DocketNumber: No. CV 96 72484
Citation Numbers: 1999 Conn. Super. Ct. 11749
Judges: WALSH, JUDGE.
Filed Date: 8/20/1999
Status: Non-Precedential
Modified Date: 4/18/2021
The court has reviewed the trial testimony, the exhibits introduced into evidence, the plaintiffs' Trial Memorandum and the Defendant's Proposed Findings and Supporting Evidence of Defendant, Branford Builders. The court has also evaluated the credibility of the parties.
This action is basically one sounding in breach of contract, in which the plaintiffs, who were about to have a new home built, entered into a contract with the defendant under the terms of which the defendant promised to perform certain site work and to install a septic system on the land where the home was to be built. The plaintiffs claim that the defendant breached the contract by abandoning the project, by only partially completing certain portions of the contract, improperly completing other portions, and by not performing other portions at all. The plaintiffs seek return of part of the money they have already paid the defendant, reimbursement for the cost of hiring a substitute contractor to complete the job, and reimbursement for the cost of replacement topsoil and the cost to spread that topsoil (See Complaint and Plaintiffs' Trial Memorandum).
In its Amended Answer and Special Defenses and By Way of Counterclaim, the defendant denies any breach of contract and alleges that the plaintiffs breached the contract by unlawfully terminating it. The defendant seeks payment for work performed; "extras' and lost profits. CT Page 11750
(See also Defendant's Proposed Findings.).
Discussion and Findings:
On June 29, 1996, the parties entered into a written contract which provided that in consideration of total payments by the plaintiffs to the defendant in the amount of $20,827.55, the defendant would perform various items of work characterized as ``Site Work' ($7,607.50) and also would install an ``Engineered Septic System ($13,220.05)(Plaintiff's Exhibit 1). The plaintiffs paid the defendant $7,000.00 on that same date. The plaintiff, Steven Roth, who was serving as his own general contractor, had many years experience in the general area of construction, although not in the physical labor aspect. He is also familiar with construction contacts and is now a manager of construction projects for Yale University. The contract is silent as to any dates for completion or for any stages of the project. The plaintiffs were aware at the time the contract was signed that the defendant was not going to devote his full time to this job, inasmuch as he was working on other jobs at the same time.

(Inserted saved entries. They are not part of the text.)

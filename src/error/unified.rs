//! Error classification and recovery hints.

/// Broad error category for routing recovery logic.
#[derive(Debug, Clone, Copy, PartialEq, Eq)]
pub enum ErrorCategory {
    Authentication,
    SessionExpired,
    Transport,
    InvalidRequest,
    Configuration,
    Storage,
    Serialization,
}

/// Suggested recovery action, for callers that decide which screen to show.
#[derive(Debug, Clone, Copy, PartialEq, Eq)]
pub enum RecoverySuggestion {
    /// The backend rejected the supplied email or password.
    CheckCredentials,
    /// The session was cleared; send the user back to a login view.
    LogInAgain,
    RetryLater,
    CheckConfiguration,
    CheckStorage,
    ReportBug,
}
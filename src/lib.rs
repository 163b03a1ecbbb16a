//! authgate: authenticated request gateway
//!
//! Holds a backend session (access and refresh tokens), attaches bearer
//! credentials to outbound calls, refreshes an expired access token and retries
//! the call once, and uploads multipart forms with progress reporting.
//!
//! # Quick Start
//!
//! ```no_run
//! use authgate::prelude::*;
//!
//! # async fn example() -> authgate::error::Result<()> {
//! let gateway = Gateway::from_config(&GatewayConfig::new().with_api_base("http://localhost:5000"))?;
//! gateway.login("a@b.com", "pw").await?;
//!
//! let response = gateway.send("/tasks", RequestOptions::get()).await?;
//! println!("{}", response.status());
//!
//! let form = FormData::new().file("file", "rules.txt", "text/plain", b"rule 1".to_vec());
//! let result = gateway
//!     .upload("/validate", form, UploadOptions::new().on_progress(|pct| eprintln!("{pct}%")))
//!     .await;
//! println!("{} {}", result.status, result.body);
//! # Ok(())
//! # }
//! ```

pub mod auth;
pub mod config;
pub mod error;
pub mod gateway;
pub mod http;
pub mod prelude;

#[cfg(feature = "cli")]
pub mod cli;
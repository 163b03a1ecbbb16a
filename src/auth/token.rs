use serde::{Deserialize, Serialize};

/// Handle for the logged-in user.
///
/// The backend does not return a profile on login, so the id is the fixed
/// placeholder `"me"` and the email is whatever the user logged in with.
#[derive(Debug, Clone, PartialEq, Eq, Serialize, Deserialize)]
pub struct Identity {
    pub id: String,
    pub email: Option<String>,
}

impl Identity {
    pub(crate) const SELF_ID: &'static str = "me";

    pub fn with_email(email: impl Into<String>) -> Self {
        Self {
            id: Self::SELF_ID.to_string(),
            email: Some(email.into()),
        }
    }

    /// Identity for a session restored from storage, where only the token survived.
    pub fn restored() -> Self {
        Self {
            id: Self::SELF_ID.to_string(),
            email: None,
        }
    }
}

/// Body of the login and registration calls.
#[derive(Debug, Clone, Serialize)]
pub(crate) struct CredentialsRequest<'a> {
    pub email: &'a str,
    pub password: &'a str,
}

/// Success body of `POST /auth/login`.
#[derive(Debug, Clone, Deserialize)]
pub(crate) struct LoginResponse {
    pub access_token: Option<String>,
    pub refresh_token: Option<String>,
}

/// Success body of `POST /auth/refresh`. Rotating backends also send a new refresh token.
#[derive(Debug, Clone, Deserialize)]
pub(crate) struct RefreshResponse {
    pub access_token: Option<String>,
    pub refresh_token: Option<String>,
}
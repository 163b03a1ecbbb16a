use std::collections::HashMap;
use std::fs;
use std::io::Write;
#[cfg(unix)]
use std::os::unix::fs::{OpenOptionsExt, PermissionsExt};
use std::path::{Path, PathBuf};
use std::sync::{Mutex, PoisonError};
use std::time::{SystemTime, UNIX_EPOCH};

use serde::de::DeserializeOwned;
use serde::Serialize;
use serde_json::Value;

use super::error::AuthError;

/// Persisted key holding the current access token.
pub const ACCESS_TOKEN_KEY: &str = "accessToken";
/// Persisted key holding the current refresh token.
pub const REFRESH_TOKEN_KEY: &str = "refreshToken";
/// Persisted key holding the API base URL.
pub const API_BASE_KEY: &str = "apiBase";

/// Reload-durable key-value storage for small JSON values.
///
/// Implementors provide the raw string primitives; the JSON layer (`get`/`set`)
/// is shared. `get` never fails: a missing key, an unreadable backend and a
/// malformed entry all read as `None`.
pub trait TokenStore: Send + Sync {
    fn load_raw(&self, key: &str) -> Result<Option<String>, AuthError>;
    fn save_raw(&self, key: &str, raw: &str) -> Result<(), AuthError>;
    /// Remove a key. Removing a missing key succeeds.
    fn delete(&self, key: &str) -> Result<(), AuthError>;

    fn get(&self, key: &str) -> Option<Value> {
        let raw = match self.load_raw(key) {
            Ok(Some(raw)) => raw,
            Ok(None) => return None,
            Err(error) => {
                tracing::warn!(key, error = %error, "Failed to read persisted entry");
                return None;
            }
        };
        match serde_json::from_str(&raw) {
            Ok(value) => Some(value),
            Err(error) => {
                tracing::warn!(key, error = %error, "Ignoring malformed persisted entry");
                None
            }
        }
    }

    /// Store `value` in canonical JSON form (compact, object keys sorted).
    fn set(&self, key: &str, value: &Value) -> Result<(), AuthError> {
        let serialized = serde_json::to_string(value)?;
        self.save_raw(key, &serialized)
    }
}

/// Typed accessors on top of [`TokenStore`].
pub trait TokenStoreExt: TokenStore {
    fn get_as<T: DeserializeOwned>(&self, key: &str) -> Option<T> {
        let value = self.get(key)?;
        match serde_json::from_value(value) {
            Ok(typed) => Some(typed),
            Err(error) => {
                tracing::warn!(key, error = %error, "Persisted entry has unexpected shape");
                None
            }
        }
    }

    fn set_as<T: Serialize + ?Sized>(&self, key: &str, value: &T) -> Result<(), AuthError> {
        let value = serde_json::to_value(value)?;
        self.set(key, &value)
    }
}

impl<S: TokenStore + ?Sized> TokenStoreExt for S {}

/// Configuration for file-backed storage.
#[derive(Debug, Clone)]
pub struct TokenStoreConfig {
    pub base_dir: PathBuf,
}

impl TokenStoreConfig {
    pub fn new(base_dir: PathBuf) -> Self {
        Self { base_dir }
    }

    pub fn default_dir() -> PathBuf {
        default_store_dir()
    }
}

/// File-backed store keeping one `<key>.json` file per entry.
///
/// # Example
/// ```no_run
/// use authgate::auth::{FileTokenStore, TokenStore};
/// use serde_json::json;
///
/// let store = FileTokenStore::new_default();
/// store.set("accessToken", &json!("abc"))?;
/// assert_eq!(store.get("accessToken"), Some(json!("abc")));
/// # Ok::<(), authgate::auth::AuthError>(())
/// ```
#[derive(Debug, Clone)]
pub struct FileTokenStore {
    base_dir: PathBuf,
}

impl FileTokenStore {
    pub fn new(config: TokenStoreConfig) -> Self {
        Self {
            base_dir: config.base_dir,
        }
    }

    pub fn new_default() -> Self {
        Self {
            base_dir: default_store_dir(),
        }
    }

    pub fn base_dir(&self) -> &Path {
        &self.base_dir
    }

    fn entry_path(&self, key: &str) -> PathBuf {
        self.base_dir.join(format!("{}.json", normalize_key(key)))
    }
}

impl TokenStore for FileTokenStore {
    fn load_raw(&self, key: &str) -> Result<Option<String>, AuthError> {
        match fs::read_to_string(self.entry_path(key)) {
            Ok(data) => Ok(Some(data)),
            Err(err) if err.kind() == std::io::ErrorKind::NotFound => Ok(None),
            Err(err) => Err(AuthError::Io(err.to_string())),
        }
    }

    fn save_raw(&self, key: &str, raw: &str) -> Result<(), AuthError> {
        atomic_write(&self.entry_path(key), raw.as_bytes())
    }

    fn delete(&self, key: &str) -> Result<(), AuthError> {
        match fs::remove_file(self.entry_path(key)) {
            Ok(()) => Ok(()),
            Err(err) if err.kind() == std::io::ErrorKind::NotFound => Ok(()),
            Err(err) => Err(AuthError::Io(err.to_string())),
        }
    }
}

/// Process-local store. Entries vanish with the process.
#[derive(Debug, Default)]
pub struct MemoryTokenStore {
    entries: Mutex<HashMap<String, String>>,
}

impl MemoryTokenStore {
    pub fn new() -> Self {
        Self::default()
    }

    pub fn len(&self) -> usize {
        self.entries
            .lock()
            .unwrap_or_else(PoisonError::into_inner)
            .len()
    }

    pub fn is_empty(&self) -> bool {
        self.len() == 0
    }
}

impl TokenStore for MemoryTokenStore {
    fn load_raw(&self, key: &str) -> Result<Option<String>, AuthError> {
        Ok(self
            .entries
            .lock()
            .unwrap_or_else(PoisonError::into_inner)
            .get(key)
            .cloned())
    }

    fn save_raw(&self, key: &str, raw: &str) -> Result<(), AuthError> {
        self.entries
            .lock()
            .unwrap_or_else(PoisonError::into_inner)
            .insert(key.to_string(), raw.to_string());
        Ok(())
    }

    fn delete(&self, key: &str) -> Result<(), AuthError> {
        self.entries
            .lock()
            .unwrap_or_else(PoisonError::into_inner)
            .remove(key);
        Ok(())
    }
}

fn default_store_dir() -> PathBuf {
    directories::UserDirs::new()
        .map(|dirs| dirs.home_dir().join(".authgate"))
        .unwrap_or_else(|| PathBuf::from(".authgate"))
}

fn normalize_key(key: &str) -> String {
    let trimmed = key.trim();
    let mut out = String::with_capacity(trimmed.len());
    for ch in trimmed.chars() {
        if ch.is_ascii_alphanumeric() || ch == '-' || ch == '_' {
            out.push(ch);
        } else {
            out.push('-');
        }
    }
    if out.trim_matches('-').is_empty() {
        "default".to_string()
    } else {
        out
    }
}

fn atomic_write(path: &Path, data: &[u8]) -> Result<(), AuthError> {
    if let Some(parent) = path.parent() {
        if !parent.as_os_str().is_empty() {
            fs::create_dir_all(parent)?;
        }
    }

    let file_name = path
        .file_name()
        .ok_or_else(|| AuthError::Io(format!("{} has no file name", path.display())))?;

    let nonce = SystemTime::now()
        .duration_since(UNIX_EPOCH)
        .unwrap_or_default()
        .as_nanos();
    let temp_name = format!(
        ".{}.tmp-{}-{nonce}",
        file_name.to_string_lossy(),
        std::process::id()
    );
    let temp_path = path.with_file_name(temp_name);

    let mut options = fs::OpenOptions::new();
    options.write(true).create_new(true);
    #[cfg(unix)]
    options.mode(0o600);

    let write_result = (|| -> std::io::Result<()> {
        let mut temp_file = options.open(&temp_path)?;
        temp_file.write_all(data)?;
        temp_file.sync_all()?;
        Ok(())
    })();

    if let Err(err) = write_result {
        let _ = fs::remove_file(&temp_path);
        return Err(err.into());
    }

    if let Err(err) = fs::rename(&temp_path, path) {
        let _ = fs::remove_file(&temp_path);
        return Err(err.into());
    }

    #[cfg(unix)]
    fs::set_permissions(path, fs::Permissions::from_mode(0o600))?;

    Ok(())
}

The first part of the job, grubbing and stumping, including soil removal, was done by July 6, 1996, and the defendant dug the foundation hole from July 20th to July 24th. The resultant topsoil was placed on an adjacent lot owned by the defendant. He then had to wait until August 1st to continue working, because the plaintiffs incurred a scheduling delay with the concrete contractor. Between August 1st and August 9th the defendant did further excavations on the foundation hole to enlarge it so that the footings could be placed properly. It then took about four days for the footing and foundation walls to be done. At the end of August, the defendant installed the footing drains and worked on the curtain drains and placement of gravel. The defendant did not put gravel from the top of the footing drain to grade, although the specifications called for it. The defendant then back-filled and put down gravel near the garage. It was now early September, 1996.
The plaintiff, Steven Roth, testified that very frequently during July and August he remonstrated with the defendant about why he was not working or showing up at scheduled meetings, why he was not returning calls, and why he was not keeping his promises.
In spite of the plaintiffs' claimed dissatisfaction with the CT Page 11751 progress of the work and the quality of some of it, they paid the defendant an additional $5,000 on approximately September 1, 1996. When they paid the defendant this money, they did not complain to him about anything.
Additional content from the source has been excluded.